Por que a sucessão familiar quebra empresas?

Por que a sucessão familiar quebra empresas?

Na última semana, conversei com três pessoas de empresas diferentes, mas com problemas comuns: a sucessão familiar de suas empresas. Nem todas tinham constituições societárias efetivamente familiares (consanguíneas), mas compartilhavam aquele sentimento comum de frustração, angústia e desesperança de quem já tentou de tudo na busca por alinhamento e um pouco de harmonia no processo de garantir que o negócio dure mais do que a vida de quem está no comando hoje.

Isso não é um privilégio de poucos empresários. Pelo contrário, cerca de 90% das empresas no Brasil, segundo dados do Sebrae e do Instituto Brasileiro de Geografia e Estatística (IBGE), são familiares. Na economia, os negócios construídos em família são responsáveis por 65% do PIB e por 75% dos empregos. Ou seja, um grande mar de desafios ao se pensar no futuro de empresas que muitas vezes estão constituídas na centralização e controle de um grande profissional fundador.

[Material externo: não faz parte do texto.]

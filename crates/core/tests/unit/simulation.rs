//! # Simulation Driver Tests
//!
//! Verifies the end-to-end driver: geometry freezing, in-order traversal,
//! counter accounting, read/write equivalence, and the hit-rate bounds over
//! generated workloads.

use cachesim_core::config::{CacheParams, TraceConfig};
use cachesim_core::geometry::InvalidGeometry;
use cachesim_core::sim::Simulation;
use cachesim_core::trace::{AccessKind, AccessRecord, TraceGenerator};
use pretty_assertions::assert_eq;

fn params(cache_size_kb: usize, block_size_bytes: usize, associativity: usize) -> CacheParams {
    CacheParams {
        cache_size_kb,
        block_size_bytes,
        associativity,
    }
}

fn read(addr: u64) -> AccessRecord {
    AccessRecord {
        kind: AccessKind::Read,
        addr,
    }
}

fn write(addr: u64) -> AccessRecord {
    AccessRecord {
        kind: AccessKind::Write,
        addr,
    }
}

#[test]
fn reference_scenario_geometry() {
    // 1 KB cache, 64 B blocks, 2-way: 16 blocks, 8 sets, 6/3/55 bits.
    let sim = Simulation::new(&params(1, 64, 2)).unwrap();
    let geometry = sim.geometry();
    assert_eq!(geometry.num_sets, 8);
    assert_eq!(geometry.offset_bits, 6);
    assert_eq!(geometry.index_bits, 3);
    assert_eq!(geometry.tag_bits, 55);
}

#[test]
fn cold_access_misses_then_repeat_hits() {
    let mut sim = Simulation::new(&params(1, 64, 2)).unwrap();

    sim.step(&read(0x1000));
    assert_eq!(sim.stats().misses, 1);
    assert_eq!(sim.stats().hits, 0);

    sim.step(&read(0x1000));
    assert_eq!(sim.stats().misses, 1);
    assert_eq!(sim.stats().hits, 1);
}

#[test]
fn reads_and_writes_are_equivalent_for_hit_miss() {
    let mut sim = Simulation::new(&params(1, 64, 2)).unwrap();
    sim.step(&read(0x1000));
    sim.step(&write(0x1000));
    sim.step(&write(0x2000));
    sim.step(&read(0x2000));

    assert_eq!(sim.stats().hits, 2);
    assert_eq!(sim.stats().misses, 2);
}

#[test]
fn counters_account_for_every_record() {
    let mut sim = Simulation::new(&params(1, 64, 2)).unwrap();
    let trace: Vec<AccessRecord> = (0..500).map(|i| read(i * 4)).collect();
    sim.run(trace);
    assert_eq!(sim.stats().accesses(), 500);
}

#[test]
fn run_preserves_input_order() {
    // With 2 ways, the order a/b/c/a over one set ends with `a` evicted only
    // if `a` was oldest; reversing the tail changes the outcome.
    let mut sim = Simulation::new(&params(1, 64, 2)).unwrap();
    // Three block addresses mapping to set 0 (index bits 6..9 all zero).
    let a = 0x0000;
    let b = 0x0200;
    let c = 0x0400;
    sim.run([read(a), read(b), read(c), read(b), read(a)]);

    // a, b, c miss; b hits (still resident); a was evicted by c.
    assert_eq!(sim.stats().hits, 1);
    assert_eq!(sim.stats().misses, 4);
}

#[test]
fn sequential_block_reuse_hits_within_blocks() {
    // 16 reads walking one 64-byte block 4 bytes at a time: one cold miss,
    // fifteen hits.
    let mut sim = Simulation::new(&params(1, 64, 2)).unwrap();
    let trace: Vec<AccessRecord> = (0..16).map(|i| read(0x1000 + i * 4)).collect();
    sim.run(trace);
    assert_eq!(sim.stats().misses, 1);
    assert_eq!(sim.stats().hits, 15);
}

#[test]
fn generated_workload_respects_hit_rate_bounds() {
    let trace_config = TraceConfig {
        seed: Some(2024),
        ..TraceConfig::default()
    };
    let records = TraceGenerator::new(&trace_config).generate();
    let total = records.len() as u64;

    let mut sim = Simulation::new(&params(32, 64, 4)).unwrap();
    sim.run(records);

    let stats = sim.into_stats();
    assert_eq!(stats.accesses(), total);
    let rate = stats.hit_rate();
    assert!((0.0..=1.0).contains(&rate), "hit rate {rate} out of bounds");
    // Half the workload is a sequential stream with 16 word-sized accesses
    // per 64-byte block, so some hits are guaranteed.
    assert!(stats.hits > 0);
}

#[test]
fn empty_trace_yields_zero_hit_rate() {
    let mut sim = Simulation::new(&params(1, 64, 2)).unwrap();
    sim.run([]);
    assert_eq!(sim.stats().accesses(), 0);
    assert_eq!(sim.stats().hit_rate(), 0.0);
}

#[test]
fn invalid_geometry_fails_before_any_state_exists() {
    assert_eq!(
        Simulation::new(&params(1, 64, 0)).err(),
        Some(InvalidGeometry::ZeroAssociativity)
    );
    // 1 KB cache with 2 KB blocks: zero sets.
    assert_eq!(
        Simulation::new(&params(1, 2048, 1)).err(),
        Some(InvalidGeometry::ZeroSets {
            cache_bytes: 1024,
            block_bytes: 2048,
            ways: 1,
        })
    );
}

E aqui mora o primeiro obstáculo para a longevidade de uma empresa familiar: a despersonalização da figura do fundador na gestão do negócio. Um segundo desafio a ser vencido é a constituição de protocolos de governança profissionais, que regulem as relações de um negócio acostumado, muitas vezes, à politicagem dos relacionamentos e alianças. Por fim, fica o desafio de garantir uma transição segura para as lideranças que ficam e aquelas que partirão para novos momentos de carreira, aspecto que ultrapassa a objetividade dos planos e abraça aspectos subjetivos e psicológicos.

Uma pausa para contextualizar o desafio da sucessão familiar

Um estudo global desenvolvido pela PwC mostrou que a maior parte das empresas familiares não resiste ao afastamento do seu fundador. De acordo com o relatório, apenas 1/3 das companhias com bases familiares chegam à segunda geração. Destas, somente 15% chegam a passar o comando à terceira geração.

Quais os principais motivos para esses resultados?

  • Falta de planejamento: envolvidos nas rotinas diárias da empresa, muitos fundadores esquecem de planejar o futuro.
  • Escolha errada: o sucessor escolhido nem sempre tem habilidade empreendedora, afinidade com a área ou a preparação necessária para o cargo.
  • O “fantasma” do fundador: é bastante comum que o fundador transmita sua essência e personalidade à empresa, mas essa característica não pode impedir que o negócio tome novos rumos.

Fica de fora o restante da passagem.